Let Ψ be of fractional type. The following cases occur.

1. (1)

   If v>0, then the spectral edge behaviour is the same as for normal type Ψ with v>0.

2. (2)

   If v<0, then we have the following cases:

   1. (i)

      Let d<1+α. Then for every v<0 there exists an eigenvalue E<0.

   2. (ii)

      Let 1+α≤d<1+2α. There exists v₀<0 such that for all v<v₀ an eigenvalue E<0 exists, while for v≤v₀ no eigenvalue exists.

   3. (iii)

      Let d≥1+2α. There exists v₀<0 such that for all v<v₀ an eigenvalue E<0 exists, for v=v₀ the value E=0 is an eigenvalue, and for v>v₀ no eigenvalue exists.
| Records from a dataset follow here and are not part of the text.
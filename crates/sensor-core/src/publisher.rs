use core::fmt::Debug;

use embedded_hal_async::delay::DelayNs;
use log::{error, info, warn};

use crate::config::DeviceConfig;
use crate::constants::LOOP_TICK_MS;
use crate::payload::format_payload;
use crate::schedule::{Clock, PublishTimer};
use crate::sensors::{Sensor, SensorError};

/// Opens MQTT sessions with the broker named in the device configuration.
pub trait Broker {
    type Error: Debug;
    type Session<'s>: Session<Error = Self::Error>
    where
        Self: 's;

    /// Connects using the configured server, client id and credentials.
    async fn connect<'s>(
        &'s mut self,
        config: &'s DeviceConfig,
    ) -> Result<Self::Session<'s>, Self::Error>;
}

/// A live broker connection.
pub trait Session {
    type Error: Debug;

    /// The client's own liveness check.
    fn is_connected(&self) -> bool;

    async fn publish(&mut self, topic: &str, payload: &[u8]) -> Result<(), Self::Error>;

    /// Services the connection, sending keep-alives when they are due.
    async fn poll(&mut self) -> Result<(), Self::Error>;
}

#[derive(Debug, Clone, Copy, PartialEq, Eq)]
pub enum LinkState {
    Disconnected,
    Connected,
}

/// Result of one publish. Failures are logged and otherwise ignored: the
/// next liveness check decides whether to reconnect.
#[derive(Debug, Clone, PartialEq, Eq)]
pub enum PublishOutcome<E> {
    Sent,
    Failed(E),
}

/// What one iteration of the connected loop did.
#[derive(Debug, Clone, PartialEq, Eq)]
pub enum Step<E> {
    /// Nothing was due
    Idle,
    Published(PublishOutcome<E>),
    /// The reading failed, nothing was published
    SensorFailed(SensorError),
    /// The session is gone and must be reopened
    Disconnected,
}

/// Reads the sensor and publishes on a fixed interval over a persistent
/// broker connection, reconnecting forever when it drops.
pub struct Publisher<'c, S, C, D> {
    config: &'c DeviceConfig,
    sensor: S,
    clock: C,
    delay: D,
    timer: PublishTimer,
    reconnect_delay_ms: u32,
    state: LinkState,
}

impl<'c, S, C, D> Publisher<'c, S, C, D>
where
    S: Sensor,
    C: Clock,
    D: DelayNs,
{
    pub fn new(
        config: &'c DeviceConfig,
        sensor: S,
        clock: C,
        delay: D,
        publish_interval_ms: u32,
        reconnect_delay_ms: u32,
    ) -> Self {
        Self {
            config,
            sensor,
            clock,
            delay,
            timer: PublishTimer::new(publish_interval_ms),
            reconnect_delay_ms,
            state: LinkState::Disconnected,
        }
    }

    pub fn state(&self) -> LinkState {
        self.state
    }

    /// One connection attempt. On failure, waits the reconnect delay before
    /// returning.
    pub async fn connect_once<'b, B: Broker>(
        &mut self,
        broker: &'b mut B,
    ) -> Result<B::Session<'b>, B::Error>
    where
        'c: 'b,
    {
        info!("Connecting to MQTT...");
        match broker.connect(self.config).await {
            Ok(session) => {
                info!("Connected to MQTT.");
                self.state = LinkState::Connected;
                Ok(session)
            }
            Err(e) => {
                error!("Failed MQTT connection, rc={:?}", e);
                self.state = LinkState::Disconnected;
                self.delay.delay_ms(self.reconnect_delay_ms).await;
                Err(e)
            }
        }
    }

    /// One iteration of the connected loop: service the session, then read and
    /// publish once if the interval has elapsed.
    pub async fn service<Z: Session>(&mut self, session: &mut Z) -> Step<Z::Error> {
        if !session.is_connected() {
            warn!("MQTT connection lost");
            self.state = LinkState::Disconnected;
            return Step::Disconnected;
        }

        if let Err(e) = session.poll().await {
            warn!("MQTT keep-alive failed: {:?}", e);
        }

        if !self.timer.due(self.clock.now_ms()) {
            return Step::Idle;
        }

        let reading = match self.sensor.read().await {
            Ok(reading) => reading,
            Err(e) => {
                warn!("Failed to read AHT20, skipping publish: {:?}", e);
                return Step::SensorFailed(e);
            }
        };

        let payload = match format_payload(self.config.device_id(), &reading) {
            Ok(payload) => payload,
            Err(_) => {
                error!("Payload does not fit, skipping publish");
                return Step::Idle;
            }
        };

        info!("Publishing to MQTT: {}", payload);
        let outcome = match session
            .publish(self.config.mqtt_topic(), payload.as_bytes())
            .await
        {
            Ok(()) => PublishOutcome::Sent,
            Err(e) => {
                warn!("MQTT publish failed: {:?}", e);
                PublishOutcome::Failed(e)
            }
        };
        Step::Published(outcome)
    }

    /// Connects, then publishes forever. Connection attempts are retried
    /// without limit and a dropped session is reopened.
    pub async fn run<B: Broker>(&mut self, broker: &mut B) {
        loop {
            let Ok(mut session) = self.connect_once(broker).await else {
                continue;
            };
            while !matches!(self.service(&mut session).await, Step::Disconnected) {
                self.delay.delay_ms(LOOP_TICK_MS).await;
            }
        }
    }
}

#[cfg(test)]
mod tests {
    use super::*;
    use crate::mock::{ManualClock, RecordingDelay};
    use crate::sensors::Reading;
    use embassy_futures::block_on;
    use std::string::String;
    use std::vec::Vec;

    #[derive(Debug, Clone, Copy, PartialEq, Eq)]
    struct Refused;

    #[derive(Default)]
    struct FakeBroker {
        refuse: u32,
        attempts: u32,
        connected: bool,
        fail_publish: bool,
        published: Vec<(String, String)>,
        client_ids: Vec<String>,
        polls: u32,
    }

    struct FakeSession<'s> {
        broker: &'s mut FakeBroker,
    }

    impl Broker for FakeBroker {
        type Error = Refused;
        type Session<'s> = FakeSession<'s>;

        async fn connect<'s>(
            &'s mut self,
            config: &'s DeviceConfig,
        ) -> Result<FakeSession<'s>, Refused> {
            self.attempts += 1;
            if self.refuse > 0 {
                self.refuse -= 1;
                return Err(Refused);
            }
            self.connected = true;
            self.client_ids.push(config.device_id().into());
            Ok(FakeSession { broker: self })
        }
    }

    impl Session for FakeSession<'_> {
        type Error = Refused;

        fn is_connected(&self) -> bool {
            self.broker.connected
        }

        async fn publish(&mut self, topic: &str, payload: &[u8]) -> Result<(), Refused> {
            if self.broker.fail_publish {
                return Err(Refused);
            }
            let payload = String::from_utf8(payload.to_vec()).unwrap();
            self.broker.published.push((topic.into(), payload));
            Ok(())
        }

        async fn poll(&mut self) -> Result<(), Refused> {
            self.broker.polls += 1;
            Ok(())
        }
    }

    struct FakeSensor {
        result: Result<Reading, SensorError>,
        reads: u32,
    }

    impl FakeSensor {
        fn reading(temperature_c: f32, humidity_pct: f32) -> Self {
            Self {
                result: Ok(Reading {
                    temperature_c,
                    humidity_pct,
                }),
                reads: 0,
            }
        }
    }

    impl Sensor for FakeSensor {
        async fn init(&mut self) -> Result<(), SensorError> {
            Ok(())
        }

        async fn read(&mut self) -> Result<Reading, SensorError> {
            self.reads += 1;
            self.result
        }
    }

    fn config() -> DeviceConfig {
        DeviceConfig::new("broker.local", "u", "p", "sensor/aht20", "dev1")
    }

    #[test]
    fn publishes_scenario_reading() {
        let config = config();
        let clock = ManualClock::default();
        let mut broker = FakeBroker::default();
        let mut publisher = Publisher::new(
            &config,
            FakeSensor::reading(21.5, 55.25),
            &clock,
            RecordingDelay::default(),
            5000,
            5000,
        );

        let step = block_on(async {
            let mut session = publisher.connect_once(&mut broker).await.unwrap();
            publisher.service(&mut session).await
        });

        assert_eq!(step, Step::Published(PublishOutcome::Sent));
        assert_eq!(publisher.state(), LinkState::Connected);
        assert_eq!(broker.client_ids, ["dev1"]);
        assert_eq!(
            broker.published,
            [(
                String::from("sensor/aht20"),
                String::from(r#"{"device_id": "dev1", "temperature": 21.50, "humidity": 55.25}"#)
            )]
        );
    }

    #[test]
    fn refused_connection_waits_fixed_delay_and_retries() {
        let config = config();
        let clock = ManualClock::default();
        let mut broker = FakeBroker {
            refuse: 3,
            ..Default::default()
        };
        let mut publisher = Publisher::new(
            &config,
            FakeSensor::reading(20.0, 40.0),
            &clock,
            RecordingDelay::default(),
            5000,
            5000,
        );

        block_on(async {
            while publisher.connect_once(&mut broker).await.is_err() {
                assert_eq!(publisher.state(), LinkState::Disconnected);
            }
        });

        assert_eq!(broker.attempts, 4);
        assert_eq!(publisher.state(), LinkState::Connected);
        assert_eq!(publisher.delay.calls, [5000, 5000, 5000]);
    }

    fn count_publishes(start: u32) -> usize {
        let config = config();
        let clock = ManualClock::starting_at(start);
        let mut broker = FakeBroker::default();
        let mut publisher = Publisher::new(
            &config,
            FakeSensor::reading(20.0, 40.0),
            &clock,
            RecordingDelay::default(),
            5000,
            5000,
        );

        block_on(async {
            let mut session = publisher.connect_once(&mut broker).await.unwrap();
            // 60 s of loop ticks
            for _ in 0..600 {
                publisher.service(&mut session).await;
                clock.advance(LOOP_TICK_MS);
            }
        });

        assert_eq!(broker.polls, 600);
        broker.published.len()
    }

    #[test]
    fn one_publish_per_interval() {
        assert_eq!(count_publishes(0), 12);
    }

    #[test]
    fn interval_survives_tick_wraparound() {
        assert_eq!(count_publishes(u32::MAX - 30_000), 12);
    }

    #[test]
    fn failed_publish_is_reported_but_keeps_the_session() {
        let config = config();
        let clock = ManualClock::default();
        let mut broker = FakeBroker {
            fail_publish: true,
            ..Default::default()
        };
        let mut publisher = Publisher::new(
            &config,
            FakeSensor::reading(20.0, 40.0),
            &clock,
            RecordingDelay::default(),
            5000,
            5000,
        );

        let (first, second) = block_on(async {
            let mut session = publisher.connect_once(&mut broker).await.unwrap();
            let first = publisher.service(&mut session).await;
            clock.advance(100);
            let second = publisher.service(&mut session).await;
            (first, second)
        });

        assert_eq!(first, Step::Published(PublishOutcome::Failed(Refused)));
        assert_eq!(second, Step::Idle);
        assert_eq!(publisher.state(), LinkState::Connected);
    }

    #[test]
    fn sensor_failure_skips_the_publish() {
        let config = config();
        let clock = ManualClock::default();
        let mut broker = FakeBroker::default();
        let sensor = FakeSensor {
            result: Err(SensorError::ReadFailed),
            reads: 0,
        };
        let mut publisher = Publisher::new(&config, sensor, &clock, RecordingDelay::default(), 5000, 5000);

        let steps = block_on(async {
            let mut session = publisher.connect_once(&mut broker).await.unwrap();
            let mut steps = Vec::new();
            for _ in 0..3 {
                steps.push(publisher.service(&mut session).await);
                clock.advance(2500);
            }
            steps
        });

        assert_eq!(
            steps,
            [
                Step::SensorFailed(SensorError::ReadFailed),
                Step::Idle,
                Step::SensorFailed(SensorError::ReadFailed),
            ]
        );
        assert!(broker.published.is_empty());
        assert_eq!(publisher.sensor.reads, 2);
    }

    #[test]
    fn lost_session_is_reported() {
        let config = config();
        let clock = ManualClock::default();
        let mut broker = FakeBroker::default();
        let mut publisher = Publisher::new(
            &config,
            FakeSensor::reading(20.0, 40.0),
            &clock,
            RecordingDelay::default(),
            5000,
            5000,
        );

        let step = block_on(async {
            let mut session = publisher.connect_once(&mut broker).await.unwrap();
            session.broker.connected = false;
            publisher.service(&mut session).await
        });

        assert_eq!(step, Step::Disconnected);
        assert_eq!(publisher.state(), LinkState::Disconnected);
        assert!(broker.published.is_empty());
    }
}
In the fractional case it is seen that the edge behaviours for positive and negative v are in general different from each other, in contrast with the normal type case.

3.2.1 The case of α=1

For α=1 the spectral edge behaviour of \(H_{v}=\sqrt L+V\) is displayed for dimensions d=1,…,4 and d≥5 in Table 2. We have displayed the specific situations in Figures 1, 2, 3 and 4 below, where ⊕ denotes a resonance, ∙ an eigenvalue, and × denotes a value which is not an eigenvalue. For dimension d=1,5 the edge behaviours at 0 and \(\sqrt 2\) are symmetric. See Figures 1 and 4. On the other hand for dimensions d=2,3,4 the edge behaviours at 0 and \(\sqrt 2\) are again different. See Figures 2 and 3.

Figure 1

d =1.

Figure 2

d =2.

Figure 3

d =3,4.

Figure 4

d ≥5.

3.2.2 Massless and massive cases

Consider the Bernstein function \(\Psi (u)=\sqrt {u+m^{2}}-m\) with m≥0. This allows to define the relativistic discrete Schrödinger operator \(\sqrt {L+m^{2}}-m+V\). Then it follows that Ψ(u) is (1,1)-type for m>0, and (1/2,1)-type for m=0. In particular, the edge behaviours of \(\sqrt {L+m^{2}}-m+V\) for m>0 are symmetric, and the edge behaviours of \(\sqrt {L}+V\) and \(\sqrt {L+m^{2}}-m+V\) are different. More generally, consider the Bernstein function Ψ(u)=(u+m^2/α)^α/2−m, with 0<α<2 and m≥0. This defines the rotationally symmetric relativistic α-stable operator (L+m^2/α)^α/2−m. We conclude that Ψ(u) is of (1,1)-type for m>0 but of (α/2,1)-type for m=0. Thus the edge behaviours of (L+m^2/α)^α/2−m+V and L^α/2+V are different.